Terrible results for Labour in it’s Celtic heartlands of Scotland and Wales. In Scotland, the SNP seems to have replaced Labour, for the time being atleast, as Scotland’s natural governing party. The SNP has won pleasing results in urban Labour areas (the Glasgow-Edinburgh belt). Labour’s defeat in Wales by the Conservatives is even more spectacular, Wales having voted for Labour since 1918. Even in Labour’s Welsh strongholds north of Cardiff, they’re not even breaking 35%. In Rhondda, where they polled 68% in the 2005 general election, they’re polling 34.7% today. However, the results in Wales are only encouraging to the Tories, who are on track to stack up a number of gains in the next general election. Plaid is obviously on track to re-gain Ceredigion, but they’ve fallen flat on their noses due to their coalition with Labour in Cardiff.
The result maps for Scotland are by local government area and in Wales, they’re by 2005 Westminster constituency.
The Northern Irish results are not really that groundbreaking and the claims of a massive historical defeat for unionists is laughable. While Sinn Féin is certainly far ahead, they’re polling slightly below their 2004 level and the other nationalist party, the SDLP has only marginally improved. The only reason the DUP has taken such a hit is because Jim Allister’s Traditional Unionists have done well (13.5% on FPVs). The Ulster Unionists-Conservatives have marginally improved on the UUP’s 2004 result. Overall, the seat distribution remains unchanged and the votes stand at nats 41.9% (42.2% in 2004) vs. unionists at 48.6% (48.5% in 2004).
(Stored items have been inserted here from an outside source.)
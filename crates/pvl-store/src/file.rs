use std::fs::{self, File, OpenOptions};
use std::io::{self, BufReader, Read, Seek, SeekFrom, Write};
use std::path::{Path, PathBuf};
use std::sync::{Mutex, MutexGuard, RwLock, RwLockReadGuard, RwLockWriteGuard};

use pvl_types::{Digest, Position, Record};
use serde::{Deserialize, Serialize};
use tracing::{debug, warn};

use crate::error::{StoreError, StoreResult};
use crate::index::RecordIndex;
use crate::traits::RecordStore;

/// Header size: 4 bytes length + 4 bytes CRC.
const HEADER_SIZE: usize = 8;

/// Largest payload a frame may declare. Anything longer is corruption.
const MAX_FRAME_LEN: u32 = 64 * 1024 * 1024;

/// Flush/sync strategy for the record log.
#[derive(Clone, Copy, Debug, Default, PartialEq, Eq, Serialize, Deserialize)]
#[serde(rename_all = "snake_case")]
pub enum SyncMode {
    /// `fsync` after every record (safest, highest latency).
    #[default]
    EveryWrite,
    /// Rely on OS page-cache buffering (fastest, least durable).
    OsDefault,
}

/// Configuration for [`FileRecordStore`].
#[derive(Clone, Debug, Default)]
pub struct FileStoreConfig {
    pub sync_mode: SyncMode,
}

/// What [`FileRecordStore::open`] found while replaying the log.
#[derive(Clone, Debug, Default, PartialEq, Eq)]
pub struct RecoveryStats {
    /// Records loaded into the index.
    pub recovered: u64,
    /// Entries dropped for a CRC or decode failure.
    pub skipped: u64,
    /// Bytes cut from a torn tail.
    pub truncated_bytes: u64,
}

struct LogWriter {
    file: File,
    /// Current end of the log; every frame starts here.
    offset: u64,
}

/// Durable record store backed by a single append-only log file.
///
/// On-disk format, one frame per record:
/// ```text
/// [4 bytes: payload length (little-endian u32)]
/// [4 bytes: CRC32 of payload (little-endian u32)]
/// [N bytes: payload (bincode-serialized Record)]
/// ```
///
/// The whole log is replayed into memory on open. Frames that fail the CRC
/// check are logged and skipped; the resulting gap is visible to chain
/// validation. A torn final frame (crash mid-write) is truncated away so new
/// frames start on a clean boundary. A damaged length header anywhere else
/// makes [`open`](Self::open) fail with [`StoreError::Corrupt`] instead. An insert writes and flushes its frame
/// before the record is published to readers.
pub struct FileRecordStore {
    path: PathBuf,
    config: FileStoreConfig,
    writer: Mutex<LogWriter>,
    index: RwLock<RecordIndex>,
    recovery: RecoveryStats,
}

impl FileRecordStore {
    /// Open (or create) a record log at the given path.
    pub fn open(path: &Path, config: FileStoreConfig) -> StoreResult<Self> {
        if let Some(parent) = path.parent() {
            if !parent.as_os_str().is_empty() {
                fs::create_dir_all(parent)?;
            }
        }

        let file = OpenOptions::new()
            .create(true)
            .read(true)
            .append(true)
            .open(path)?;

        let (index, valid_len, mut recovery) = replay(path)?;
        let file_len = file.metadata()?.len();
        if valid_len < file_len {
            warn!(
                path = %path.display(),
                valid_len,
                file_len,
                "truncating torn tail of record log"
            );
            file.set_len(valid_len)?;
            recovery.truncated_bytes = file_len - valid_len;
        }

        debug!(
            path = %path.display(),
            recovered = recovery.recovered,
            skipped = recovery.skipped,
            "record log opened"
        );

        Ok(Self {
            path: path.to_path_buf(),
            config,
            writer: Mutex::new(LogWriter {
                file,
                offset: valid_len,
            }),
            index: RwLock::new(index),
            recovery,
        })
    }

    /// Path to the log file.
    pub fn path(&self) -> &Path {
        &self.path
    }

    /// Outcome of the replay performed by [`open`](Self::open).
    pub fn recovery_stats(&self) -> &RecoveryStats {
        &self.recovery
    }

    /// Current end-of-log offset.
    pub fn offset(&self) -> StoreResult<u64> {
        Ok(self.writer_guard()?.offset)
    }

    fn writer_guard(&self) -> StoreResult<MutexGuard<'_, LogWriter>> {
        self.writer
            .lock()
            .map_err(|_| StoreError::Unavailable("record log mutex poisoned".into()))
    }

    fn read_guard(&self) -> StoreResult<RwLockReadGuard<'_, RecordIndex>> {
        self.index
            .read()
            .map_err(|_| StoreError::Unavailable("record index read lock poisoned".into()))
    }

    fn write_guard(&self) -> StoreResult<RwLockWriteGuard<'_, RecordIndex>> {
        self.index
            .write()
            .map_err(|_| StoreError::Unavailable("record index write lock poisoned".into()))
    }
}

impl RecordStore for FileRecordStore {
    fn tail(&self) -> StoreResult<Option<Record>> {
        Ok(self.read_guard()?.tail().cloned())
    }

    fn get(&self, position: Position) -> StoreResult<Option<Record>> {
        Ok(self.read_guard()?.get(position).cloned())
    }

    fn get_by_digest(&self, digest: &Digest) -> StoreResult<Option<Record>> {
        Ok(self.read_guard()?.get_by_digest(digest).cloned())
    }

    fn insert(&self, record: &Record) -> StoreResult<()> {
        // The writer mutex serializes inserts; the index lock is only held
        // briefly so readers are not blocked behind disk I/O.
        let mut w = self.writer_guard()?;
        self.read_guard()?.check_insert(record)?;

        let frame = encode_frame(record)?;
        let entry_offset = w.offset;
        if let Err(e) = write_frame(&mut w.file, &frame, self.config.sync_mode) {
            // Drop whatever part of the frame reached the file.
            if let Err(trunc) = w.file.set_len(entry_offset) {
                warn!(error = %trunc, offset = entry_offset, "failed to roll back partial frame");
            }
            return Err(e.into());
        }
        w.offset += frame.len() as u64;

        self.write_guard()?.insert_checked(record.clone());
        debug!(
            position = record.position,
            offset = entry_offset,
            len = frame.len(),
            "record log append"
        );
        Ok(())
    }

    fn scan(&self) -> StoreResult<Vec<Record>> {
        Ok(self.read_guard()?.records().cloned().collect())
    }

    fn len(&self) -> StoreResult<u64> {
        Ok(self.read_guard()?.len() as u64)
    }
}

impl std::fmt::Debug for FileRecordStore {
    fn fmt(&self, f: &mut std::fmt::Formatter<'_>) -> std::fmt::Result {
        f.debug_struct("FileRecordStore")
            .field("path", &self.path)
            .field("sync_mode", &self.config.sync_mode)
            .finish()
    }
}

fn encode_frame(record: &Record) -> StoreResult<Vec<u8>> {
    let payload =
        bincode::serialize(record).map_err(|e| StoreError::Serialization(e.to_string()))?;
    let length = u32::try_from(payload.len())
        .ok()
        .filter(|len| *len <= MAX_FRAME_LEN)
        .ok_or_else(|| StoreError::Serialization("record exceeds 64 MiB frame limit".into()))?;
    let crc = crc32fast::hash(&payload);

    let mut frame = Vec::with_capacity(HEADER_SIZE + payload.len());
    frame.extend_from_slice(&length.to_le_bytes());
    frame.extend_from_slice(&crc.to_le_bytes());
    frame.extend_from_slice(&payload);
    Ok(frame)
}

fn write_frame(file: &mut File, frame: &[u8], sync_mode: SyncMode) -> io::Result<()> {
    file.write_all(frame)?;
    file.flush()?;
    if sync_mode == SyncMode::EveryWrite {
        file.sync_data()?;
    }
    Ok(())
}

/// Replay the log front-to-back. Returns the rebuilt index and the length of
/// the well-formed prefix of the file.
///
/// Only a frame that runs past end-of-file with nothing recoverable after it
/// counts as a torn tail. A bad length anywhere else is reported as
/// [`StoreError::Corrupt`] and the file is left as found.
fn replay(path: &Path) -> StoreResult<(RecordIndex, u64, RecoveryStats)> {
    let mut file = BufReader::new(File::open(path)?);
    let file_len = file.get_ref().metadata()?.len();
    let mut index = RecordIndex::default();
    let mut stats = RecoveryStats::default();
    let mut offset: u64 = 0;

    while offset + HEADER_SIZE as u64 <= file_len {
        file.seek(SeekFrom::Start(offset))?;

        let mut header_buf = [0u8; HEADER_SIZE];
        file.read_exact(&mut header_buf)?;
        let (length, expected_crc) = parse_header(&header_buf);

        if length == 0 || length > MAX_FRAME_LEN {
            return Err(StoreError::Corrupt {
                offset,
                reason: format!("invalid frame length {length}"),
            });
        }

        let frame_end = offset + HEADER_SIZE as u64 + length as u64;
        if frame_end > file_len {
            let mut rest = Vec::new();
            file.read_to_end(&mut rest)?;
            if contains_frame(&rest) {
                return Err(StoreError::Corrupt {
                    offset,
                    reason: format!(
                        "frame length {length} overruns the log but complete frames follow"
                    ),
                });
            }
            warn!(offset, length, file_len, "torn final frame; stopping replay");
            break;
        }

        let mut payload = vec![0u8; length as usize];
        file.read_exact(&mut payload)?;

        let actual_crc = crc32fast::hash(&payload);
        if actual_crc != expected_crc {
            warn!(
                offset,
                expected = expected_crc,
                actual = actual_crc,
                "CRC mismatch; skipping record"
            );
            stats.skipped += 1;
            offset = frame_end;
            continue;
        }

        match bincode::deserialize::<Record>(&payload) {
            Ok(record) => {
                let position = record.position;
                if let Err(e) = index.insert_recovered(record) {
                    warn!(offset, position, error = %e, "duplicate record in log; skipping");
                    stats.skipped += 1;
                } else {
                    stats.recovered += 1;
                }
            }
            Err(e) => {
                warn!(offset, error = %e, "failed to deserialize record; skipping");
                stats.skipped += 1;
            }
        }

        offset = frame_end;
    }

    Ok((index, offset, stats))
}

fn parse_header(header: &[u8]) -> (u32, u32) {
    let length = u32::from_le_bytes([header[0], header[1], header[2], header[3]]);
    let crc = u32::from_le_bytes([header[4], header[5], header[6], header[7]]);
    (length, crc)
}

/// Whether a complete frame with a matching CRC starts anywhere in `bytes`.
fn contains_frame(bytes: &[u8]) -> bool {
    (0..bytes.len()).any(|start| {
        let rest = &bytes[start..];
        if rest.len() <= HEADER_SIZE {
            return false;
        }
        let (length, crc) = parse_header(&rest[..HEADER_SIZE]);
        let end = HEADER_SIZE + length as usize;
        length != 0
            && length <= MAX_FRAME_LEN
            && end <= rest.len()
            && crc32fast::hash(&rest[HEADER_SIZE..end]) == crc
    })
}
Alliance candidates or an Indie supported by the Alliance in 2004 took 5.5% in 2009 and 6.6% in 2004. The Alliance, close to the LibDems, claim to be independent of the nat/unionist divide and non-sectarian. IIRC, their preferences generally split more favourably for unionists (though the split is pretty even).